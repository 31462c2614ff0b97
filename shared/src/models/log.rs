//! Audit log entries embedded in harvest batches

use chrono::{DateTime, Utc};
use rust_decimal::Decimal;
use serde::{Deserialize, Serialize};
use uuid::Uuid;

use super::{Distribution, Recipient};

/// Audit record of one distribution's effect on its batch
#[derive(Debug, Clone, PartialEq, Serialize, Deserialize)]
#[serde(rename_all = "camelCase")]
pub struct LogEntry {
    /// When the entry was written
    pub date: DateTime<Utc>,
    /// Signed quantity; outflows are negative
    pub quantity: Decimal,
    pub note: String,
    #[serde(default)]
    pub purpose: String,
    #[serde(flatten)]
    pub recipient: Recipient,
    /// Copied from the distribution
    #[serde(default)]
    pub remarks: String,
    pub distribution_id: Uuid,
}

impl LogEntry {
    /// Entry recording `distribution` as an outflow
    pub fn for_distribution(distribution: &Distribution, date: DateTime<Utc>) -> Self {
        Self {
            date,
            quantity: -distribution.quantity,
            note: distribution_note(distribution.quantity, &distribution.purpose, &distribution.recipient),
            purpose: distribution.purpose.clone(),
            recipient: distribution.recipient.clone(),
            remarks: distribution.remarks.clone(),
            distribution_id: distribution.id,
        }
    }

    /// Magnitude of the outflow recorded by this entry
    pub fn outflow(&self) -> Decimal {
        if self.quantity < Decimal::ZERO {
            -self.quantity
        } else {
            Decimal::ZERO
        }
    }
}

/// Human-readable summary of a distribution event
pub fn distribution_note(quantity: Decimal, purpose: &str, recipient: &Recipient) -> String {
    let quantity = quantity.normalize();
    match recipient {
        Recipient::Breeding { requested_by, area } => format!(
            "Distributed {}kg for breeding to {} (Area: {})",
            quantity, requested_by, area
        ),
        Recipient::Exportation {
            recipient_name,
            affiliation,
            ..
        } => {
            let mut note = format!("Distributed {}kg to {} ({})", quantity, recipient_name, affiliation);
            if !purpose.trim().is_empty() {
                note.push_str(" for ");
                note.push_str(purpose.trim());
            }
            note
        }
    }
}
// Library root
// -----------
// This crate exposes a small library surface for the CLI. The binary
// (`main.rs`) uses these modules to implement the interactive menu.
//
// Module responsibilities:
// - `store`: the saved accounts, their JSON file and the text export.
// - `api`: checks a cookie against the Roblox users API.
// - `config`: paths, API URL and timeout, from flags or environment.
// - `clipboard`: optional copy-to-clipboard used by the menu.
// - `interrupt`: Ctrl-C handler that restores the terminal before exiting.
// - `ui`: terminal menu flows that call into the modules above.
pub mod api;
pub mod clipboard;
pub mod config;
pub mod error;
pub mod interrupt;
pub mod store;
pub mod ui;

pub use error::{StoreError, StoreResult};
pub use store::{AccountEntry, AccountRecord, AccountStore};
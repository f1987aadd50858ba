// Ctrl-C handling. Prompts either run the terminal in raw mode or turn echo
// off, and a plain SIGINT would leave it that way. The handler puts the
// terminal back the way it was at startup, says goodbye and exits 0.

use anyhow::{Context, Result};
use crossterm::{cursor, execute};
use std::io::{self, Write};

pub const FAREWELL: &str = "Program terminated by user";

/// Terminal settings captured before the first prompt.
pub struct TerminalState {
    #[cfg(unix)]
    termios: Option<nix::sys::termios::Termios>,
}

impl TerminalState {
    /// Snapshot stdin's terminal settings. Holds nothing when stdin is not
    /// a terminal.
    pub fn capture() -> Self {
        #[cfg(unix)]
        {
            use std::os::fd::AsFd;
            TerminalState {
                termios: nix::sys::termios::tcgetattr(io::stdin().as_fd()).ok(),
            }
        }
        #[cfg(not(unix))]
        {
            TerminalState {}
        }
    }

    /// Re-apply the captured settings, bringing back echo and line mode.
    pub fn restore(&self) -> io::Result<()> {
        #[cfg(unix)]
        if let Some(termios) = &self.termios {
            use nix::sys::termios::{tcsetattr, SetArg};
            use std::os::fd::AsFd;
            tcsetattr(io::stdin().as_fd(), SetArg::TCSANOW, termios)?;
        }
        Ok(())
    }
}

/// Restore the terminal, show the cursor and print the farewell to `out`.
pub fn shut_down(state: &TerminalState, out: &mut impl Write) -> io::Result<()> {
    state.restore()?;
    execute!(out, cursor::Show)?;
    writeln!(out, "\n\n{FAREWELL}")?;
    out.flush()
}

/// Install the process-wide Ctrl-C handler. Call once, before any prompt.
pub fn install() -> Result<()> {
    let state = TerminalState::capture();
    ctrlc::set_handler(move || {
        let mut stdout = io::stdout();
        if let Err(e) = shut_down(&state, &mut stdout) {
            tracing::debug!(error = %e, "terminal restore failed");
        }
        std::process::exit(0);
    })
    .context("Failed to install Ctrl-C handler")
}

#[cfg(test)]
mod tests {
    use super::*;

    #[test]
    fn shut_down_shows_cursor_and_says_goodbye() {
        let mut out = Vec::new();
        shut_down(&TerminalState::capture(), &mut out).unwrap();
        let text = String::from_utf8(out).unwrap();
        assert!(text.starts_with("\x1b[?25h"));
        assert!(text.ends_with("\n\nProgram terminated by user\n"));
    }

    #[test]
    fn restoring_captured_state_is_harmless() {
        let state = TerminalState::capture();
        state.restore().unwrap();
        state.restore().unwrap();
    }
}
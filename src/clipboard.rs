// Optional clipboard support. The "show current cookie" screen copies the
// cookie when a system clipboard is available; builds without the
// `clipboard` feature just print a hint instead.

use anyhow::Result;

/// A place the UI can put text for the user to paste elsewhere.
pub trait Clipboard {
    fn copy(&mut self, text: &str) -> Result<()>;
}

#[cfg(feature = "clipboard")]
struct SystemClipboard(arboard::Clipboard);

#[cfg(feature = "clipboard")]
impl Clipboard for SystemClipboard {
    fn copy(&mut self, text: &str) -> Result<()> {
        use anyhow::Context;
        self.0
            .set_text(text.to_string())
            .context("Failed to copy to clipboard")
    }
}

/// The system clipboard, if this build supports one and it can be opened.
#[cfg(feature = "clipboard")]
pub fn system_clipboard() -> Option<Box<dyn Clipboard>> {
    match arboard::Clipboard::new() {
        Ok(cb) => Some(Box::new(SystemClipboard(cb))),
        Err(e) => {
            tracing::debug!(error = %e, "clipboard unavailable");
            None
        }
    }
}

#[cfg(not(feature = "clipboard"))]
pub fn system_clipboard() -> Option<Box<dyn Clipboard>> {
    None
}
// UI layer: the numbered text menu. Each screen clears the terminal, runs
// one store or API operation and waits for Enter before going back.

use crate::api::{looks_like_roblosecurity, CookieValidator};
use crate::clipboard::system_clipboard;
use crate::config::{Config, DEFAULT_EXPORT_FILE};
use crate::store::{format_timestamp, AccountStore};
use anyhow::Result;
use crossterm::{cursor::MoveTo, execute, terminal::Clear, terminal::ClearType};
use dialoguer::{Confirm, Input, Password};
use indicatif::{ProgressBar, ProgressStyle};
use std::io;
use std::time::Duration;

const BANNER_RULE: usize = 50;
const SECTION_RULE: usize = 40;
/// Cookies longer than this are shortened after switching accounts.
const PREVIEW_CHARS: usize = 50;

/// One entry of the main menu.
#[derive(Debug, Clone, Copy, PartialEq, Eq)]
pub enum MenuChoice {
    Add,
    Remove,
    Switch,
    List,
    ShowCurrent,
    Export,
    Validate,
    Exit,
}

impl MenuChoice {
    pub const ALL: [MenuChoice; 8] = [
        MenuChoice::Add,
        MenuChoice::Remove,
        MenuChoice::Switch,
        MenuChoice::List,
        MenuChoice::ShowCurrent,
        MenuChoice::Export,
        MenuChoice::Validate,
        MenuChoice::Exit,
    ];

    /// Parse the number typed at the menu prompt (1-8).
    pub fn parse(input: &str) -> Option<Self> {
        let n: usize = input.trim().parse().ok()?;
        n.checked_sub(1).and_then(|i| Self::ALL.get(i).copied())
    }

    pub fn label(self) -> &'static str {
        match self {
            MenuChoice::Add => "Add account",
            MenuChoice::Remove => "Remove account",
            MenuChoice::Switch => "Switch account",
            MenuChoice::List => "List accounts",
            MenuChoice::ShowCurrent => "Show current cookie",
            MenuChoice::Export => "Export cookies",
            MenuChoice::Validate => "Check cookie validity",
            MenuChoice::Exit => "Exit",
        }
    }
}

/// Main interactive menu. Runs until the user picks "Exit".
pub fn main_menu(
    config: &Config,
    mut store: AccountStore,
    api: &impl CookieValidator,
) -> Result<()> {
    loop {
        clear_screen()?;
        println!("{}", "=".repeat(BANNER_RULE));
        println!("ROBLOX ACCOUNT MANAGER");
        println!("{}", "=".repeat(BANNER_RULE));
        println!();
        for (i, choice) in MenuChoice::ALL.iter().enumerate() {
            println!("{}. {}", i + 1, choice.label());
        }
        println!();

        let input: String = Input::new()
            .with_prompt("Choose an action (1-8)")
            .allow_empty(true)
            .interact_text()?;

        let Some(choice) = MenuChoice::parse(&input) else {
            println!("Invalid choice!");
            pause()?;
            continue;
        };

        clear_screen()?;
        match choice {
            MenuChoice::Add => handle_add(&mut store)?,
            MenuChoice::Remove => handle_remove(&mut store)?,
            MenuChoice::Switch => handle_switch(&mut store)?,
            MenuChoice::List => print_accounts(&store),
            MenuChoice::ShowCurrent => handle_show_current(&store),
            MenuChoice::Export => handle_export(config, &store)?,
            MenuChoice::Validate => handle_validate(&store, api)?,
            MenuChoice::Exit => {
                println!("Goodbye.");
                return Ok(());
            }
        }
        pause()?;
    }
}

fn handle_add(store: &mut AccountStore) -> Result<()> {
    section("ADD ACCOUNT");
    let username: String = Input::new().with_prompt("Username").interact_text()?;
    // `Password` keeps the cookie off the screen.
    let cookie: String = Password::new().with_prompt(".ROBLOSECURITY cookie").interact()?;
    let cookie = cookie.trim();

    if !looks_like_roblosecurity(cookie) {
        println!("Warning: this does not look like a standard .ROBLOSECURITY cookie!");
        let keep = Confirm::new()
            .with_prompt("Add it anyway?")
            .default(false)
            .interact()?;
        if !keep {
            return Ok(());
        }
    }

    let notes: String = Input::new()
        .with_prompt("Notes (optional)")
        .allow_empty(true)
        .interact_text()?;

    let username = username.trim();
    match store.add(username, cookie, notes.trim()) {
        Ok(()) => println!("Account {username} added."),
        Err(e) => println!("Could not add account: {e}"),
    }
    Ok(())
}

fn handle_remove(store: &mut AccountStore) -> Result<()> {
    section("REMOVE ACCOUNT");
    print_accounts(store);
    if store.is_empty() {
        return Ok(());
    }
    let username: String = Input::new().with_prompt("Username to remove").interact_text()?;
    match store.remove(username.trim()) {
        Ok(_) => println!("Account {} removed.", username.trim()),
        Err(e) => println!("Could not remove account: {e}"),
    }
    Ok(())
}

fn handle_switch(store: &mut AccountStore) -> Result<()> {
    section("SWITCH ACCOUNT");
    print_accounts(store);
    if store.is_empty() {
        return Ok(());
    }
    let username: String = Input::new().with_prompt("Username to switch to").interact_text()?;
    let username = username.trim();
    match store.select(username) {
        Ok(record) => {
            println!("Switched to {username}");
            println!("\nCurrent cookie for {username}:");
            println!("{}", "-".repeat(SECTION_RULE));
            println!("{}", preview(&record.credential));
        }
        Err(e) => println!("Could not switch account: {e}"),
    }
    Ok(())
}

fn handle_show_current(store: &AccountStore) {
    let Some(cookie) = store.current_credential() else {
        println!("No account selected!");
        return;
    };
    section("CURRENT COOKIE");
    println!("{cookie}");

    match system_clipboard() {
        Some(mut clipboard) => match clipboard.copy(cookie) {
            Ok(()) => println!("\nCookie copied to clipboard."),
            Err(e) => println!("\n{e:#}"),
        },
        None => println!("\nRebuild with the `clipboard` feature to copy cookies automatically."),
    }
}

fn handle_export(config: &Config, store: &AccountStore) -> Result<()> {
    let name: String = Input::new()
        .with_prompt(format!("Export file name (default: {DEFAULT_EXPORT_FILE})"))
        .allow_empty(true)
        .interact_text()?;
    let path = config.export_path(&name);
    match store.export_all(&path) {
        Ok(count) => println!("Exported {count} cookie(s) to {}", path.display()),
        Err(e) => println!("Export failed: {e}"),
    }
    Ok(())
}

fn handle_validate(store: &AccountStore, api: &impl CookieValidator) -> Result<()> {
    section("CHECK COOKIE VALIDITY");
    let input: String = Password::new()
        .with_prompt("Cookie to check (empty: current account)")
        .allow_empty_password(true)
        .interact()?;

    let cookie = if input.trim().is_empty() {
        match store.current_credential() {
            Some(cookie) => cookie.to_string(),
            None => {
                println!("No cookie given and no account selected.");
                return Ok(());
            }
        }
    } else {
        input
    };

    let spinner = ProgressBar::new_spinner();
    spinner.set_style(ProgressStyle::with_template("{spinner} {msg}")?);
    spinner.set_message("Checking cookie...");
    spinner.enable_steady_tick(Duration::from_millis(100));
    let valid = api.validate(&cookie);
    spinner.finish_and_clear();

    if valid {
        println!("✓ Cookie is valid!");
    } else {
        println!("✗ Cookie is invalid or expired");
    }
    Ok(())
}

/// Print the saved accounts, newest last, marking the current one.
pub fn print_accounts(store: &AccountStore) {
    if store.is_empty() {
        println!("No saved accounts");
        return;
    }
    println!("\n{}", "=".repeat(BANNER_RULE));
    println!("SAVED ACCOUNTS:");
    println!("{}", "=".repeat(BANNER_RULE));
    for entry in store.list() {
        let current = if entry.is_selected { " ← CURRENT" } else { "" };
        let added = entry
            .record
            .added_at
            .as_ref()
            .map_or_else(|| "Unknown".to_string(), format_timestamp);
        let last_used = entry
            .record
            .last_used_at
            .map_or_else(|| "Never".to_string(), |t| t.format("%Y-%m-%d %H:%M").to_string());

        println!("{}. {}{}", entry.index, entry.name, current);
        println!("   Added: {added}");
        println!("   Last used: {last_used}");
        if !entry.record.notes.is_empty() {
            println!("   Notes: {}", entry.record.notes);
        }
        println!();
    }
}

/// First `PREVIEW_CHARS` characters of a cookie, with `...` when cut.
pub fn preview(cookie: &str) -> String {
    match cookie.char_indices().nth(PREVIEW_CHARS) {
        Some((cut, _)) => format!("{}...", &cookie[..cut]),
        None => cookie.to_string(),
    }
}

fn section(title: &str) {
    println!("{title}");
    println!("{}", "-".repeat(SECTION_RULE));
}

fn pause() -> Result<()> {
    let _: String = Input::new()
        .with_prompt("Press Enter to continue")
        .allow_empty(true)
        .interact_text()?;
    Ok(())
}

fn clear_screen() -> io::Result<()> {
    execute!(io::stdout(), Clear(ClearType::All), MoveTo(0, 0))
}
// Test module - relaxed lint rules
#![allow(clippy::default_trait_access)]
#![allow(clippy::indexing_slicing)]
#![allow(clippy::unreadable_literal)]
#![allow(clippy::cast_lossless)]
#![allow(clippy::inefficient_to_string)]
#![allow(clippy::panic)]
#![allow(clippy::manual_assert)]
#![allow(clippy::uninlined_format_args)]
#![allow(clippy::unwrap_used)]
#![allow(clippy::expect_used)]
#![allow(clippy::cast_possible_truncation)]
#![allow(missing_docs)]

//! Starting predefined missions through the scheduling entry point.

use std::fs;
use std::path::Path;
use std::sync::Arc;
use std::time::Duration;

use robomission::mission_source::{MissionDefinition, MissionSource, PredefinedMissions};
use robomission::storage::{LocalStorage, StorageHandler};
use robomission::{
    MissionStatus, RejectionError, Service, Settings, SimulatedDriver, SimulatedOutcome,
    SimulationConfig, State,
};

const WAIT: Duration = Duration::from_secs(10);

const INSPECTION_YAML: &str = r"
name: pump house
tasks:
  - type: take_image
    tag: pump-1
    pose:
      position: { x: 1.0, y: 1.0, z: 0.0 }
    target: { x: 1.0, y: 2.0, z: 1.0 }
  - type: record_audio
    pose:
      position: { x: 2.0, y: 1.0, z: 0.0 }
    target: { x: 2.0, y: 2.0, z: 1.0 }
    duration_s: 5
  - type: return_to_home
    pose:
      position: { x: 0.0, y: 0.0, z: 0.0 }
";

fn write_missions(dir: &Path) {
    fs::write(dir.join("pump_house.yaml"), INSPECTION_YAML).unwrap();
    fs::write(dir.join("empty.json"), r#"{ "name": "empty", "tasks": [] }"#).unwrap();
    fs::write(
        dir.join("bad_kind.json"),
        r#"{ "name": "bad", "tasks": [{ "type": "dance", "pose": { "position": { "x": 0, "y": 0, "z": 0 } } }] }"#,
    )
    .unwrap();
    fs::write(dir.join("broken.json"), "{ not json").unwrap();
}

fn start(missions: &Path, results: &Path, driver: Arc<SimulatedDriver>) -> Service {
    let mut settings = Settings {
        results_root: results.to_path_buf(),
        predefined_missions_folder: missions.to_path_buf(),
        ..Settings::default()
    };
    settings.machine.poll_interval_ms = 5;
    let storage: Arc<dyn StorageHandler> = Arc::new(LocalStorage::new(results));
    let source = Arc::new(PredefinedMissions::new(missions));
    Service::start(&settings, driver, source, vec![storage])
}

fn fast_driver() -> Arc<SimulatedDriver> {
    Arc::new(SimulatedDriver::new(SimulationConfig {
        task_duration: Duration::from_millis(10),
        ..SimulationConfig::default()
    }))
}

#[tokio::test]
async fn predefined_mission_runs_to_completion() {
    let missions = tempfile::tempdir().unwrap();
    let results = tempfile::tempdir().unwrap();
    write_missions(missions.path());
    let service = start(missions.path(), results.path(), fast_driver());

    let accepted = service
        .scheduling()
        .start_mission("pump_house")
        .await
        .unwrap();
    assert_eq!(accepted.definition_id.as_deref(), Some("pump_house"));
    assert_eq!(accepted.tasks, 3);
    assert_ne!(service.scheduling().current_state(), State::Idle);

    let finished = service
        .machine()
        .wait_for_mission(accepted.mission_id, WAIT)
        .await
        .unwrap();
    assert_eq!(finished.status, MissionStatus::Successful);
    assert!(service.scheduling().current_mission().is_none());

    let report = service.shutdown().await;
    assert_eq!(report.stored, 2);
    let dir = results.path().join(accepted.mission_id.to_string());
    let mut extensions: Vec<String> = fs::read_dir(dir)
        .unwrap()
        .map(|e| {
            let path = e.unwrap().path();
            path.extension().unwrap().to_string_lossy().into_owned()
        })
        .collect();
    extensions.sort();
    assert_eq!(extensions, vec!["jpeg", "json", "json", "wav"]);
}

#[tokio::test]
async fn malformed_definitions_are_rejected_before_scheduling() {
    let missions = tempfile::tempdir().unwrap();
    let results = tempfile::tempdir().unwrap();
    write_missions(missions.path());
    let service = start(missions.path(), results.path(), fast_driver());
    let scheduling = service.scheduling();

    assert!(matches!(
        scheduling.start_mission("nope").await,
        Err(RejectionError::MissionNotFound { id }) if id == "nope"
    ));
    assert!(matches!(
        scheduling.start_mission("empty").await,
        Err(RejectionError::EmptyMission { id }) if id == "empty"
    ));
    assert!(matches!(
        scheduling.start_mission("bad_kind").await,
        Err(RejectionError::UnknownTaskKind { kind }) if kind == "dance"
    ));
    assert!(matches!(
        scheduling.start_mission("broken").await,
        Err(RejectionError::InvalidDefinition { .. })
    ));
    assert_eq!(scheduling.current_state(), State::Idle);
    service.shutdown().await;
}

#[tokio::test]
async fn start_while_running_is_rejected_and_stop_cancels() {
    let missions = tempfile::tempdir().unwrap();
    let results = tempfile::tempdir().unwrap();
    write_missions(missions.path());
    let driver = fast_driver();
    driver.push_outcome(SimulatedOutcome::Hang);
    let service = start(missions.path(), results.path(), driver);
    let scheduling = service.scheduling();

    let first = scheduling.start_mission("pump_house").await.unwrap();
    let second = scheduling.start_mission("pump_house").await.unwrap_err();
    assert_eq!(
        second,
        RejectionError::AlreadyRunning {
            mission_id: first.mission_id
        }
    );

    assert_eq!(scheduling.stop_mission().await.unwrap(), first.mission_id);
    let finished = service
        .machine()
        .wait_for_mission(first.mission_id, WAIT)
        .await
        .unwrap();
    assert_eq!(finished.status, MissionStatus::Cancelled);
    service.shutdown().await;
}

#[tokio::test]
async fn ad_hoc_definitions_can_be_started() {
    let missions = tempfile::tempdir().unwrap();
    let results = tempfile::tempdir().unwrap();
    write_missions(missions.path());
    let service = start(missions.path(), results.path(), fast_driver());

    let source = PredefinedMissions::new(missions.path());
    let listed: Vec<String> = source
        .list_missions()
        .unwrap()
        .into_iter()
        .map(|summary| summary.id)
        .collect();
    assert_eq!(listed, vec!["empty", "pump_house"]);

    let path = missions.path().join("pump_house.yaml");
    let definition = MissionDefinition::load_file(&path).unwrap();
    let accepted = service
        .scheduling()
        .start_mission_definition(&definition)
        .await
        .unwrap();
    assert_eq!(accepted.definition_id.as_deref(), Some("adhoc"));
    assert_eq!(accepted.name, "pump house");
    let finished = service
        .machine()
        .wait_for_mission(accepted.mission_id, WAIT)
        .await
        .unwrap();
    assert_eq!(finished.status, MissionStatus::Successful);
    service.shutdown().await;
}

● ● ● ● ● ● ●

§ **Try it**:
Please output the lines of the listing above that fall in the stretch from the one with "pub const ALL: [MenuChoice;" through the one with "MenuChoice::Switch => handle_switch(&mut", exactly and only those.

§ **Result below**:
    pub const ALL: [MenuChoice; 8] = [
        MenuChoice::Add,
        MenuChoice::Remove,
        MenuChoice::Switch,
        MenuChoice::List,
        MenuChoice::ShowCurrent,
        MenuChoice::Export,
        MenuChoice::Validate,
        MenuChoice::Exit,
    ];

    /// Parse the number typed at the menu prompt (1-8).
    pub fn parse(input: &str) -> Option<Self> {
        let n: usize = input.trim().parse().ok()?;
        n.checked_sub(1).and_then(|i| Self::ALL.get(i).copied())
    }

    pub fn label(self) -> &'static str {
        match self {
            MenuChoice::Add => "Add account",
            MenuChoice::Remove => "Remove account",
            MenuChoice::Switch => "Switch account",
            MenuChoice::List => "List accounts",
            MenuChoice::ShowCurrent => "Show current cookie",
            MenuChoice::Export => "Export cookies",
            MenuChoice::Validate => "Check cookie validity",
            MenuChoice::Exit => "Exit",
        }
    }
}

/// Main interactive menu. Runs until the user picks "Exit".
pub fn main_menu(
    config: &Config,
    mut store: AccountStore,
    api: &impl CookieValidator,
) -> Result<()> {
    loop {
        clear_screen()?;
        println!("{}", "=".repeat(BANNER_RULE));
        println!("ROBLOX ACCOUNT MANAGER");
        println!("{}", "=".repeat(BANNER_RULE));
        println!();
        for (i, choice) in MenuChoice::ALL.iter().enumerate() {
            println!("{}. {}", i + 1, choice.label());
        }
        println!();

        let input: String = Input::new()
            .with_prompt("Choose an action (1-8)")
            .allow_empty(true)
            .interact_text()?;

        let Some(choice) = MenuChoice::parse(&input) else {
            println!("Invalid choice!");
            pause()?;
            continue;
        };

        clear_screen()?;
        match choice {
            MenuChoice::Add => handle_add(&mut store)?,
            MenuChoice::Remove => handle_remove(&mut store)?,
            MenuChoice::Switch => handle_switch(&mut store)?,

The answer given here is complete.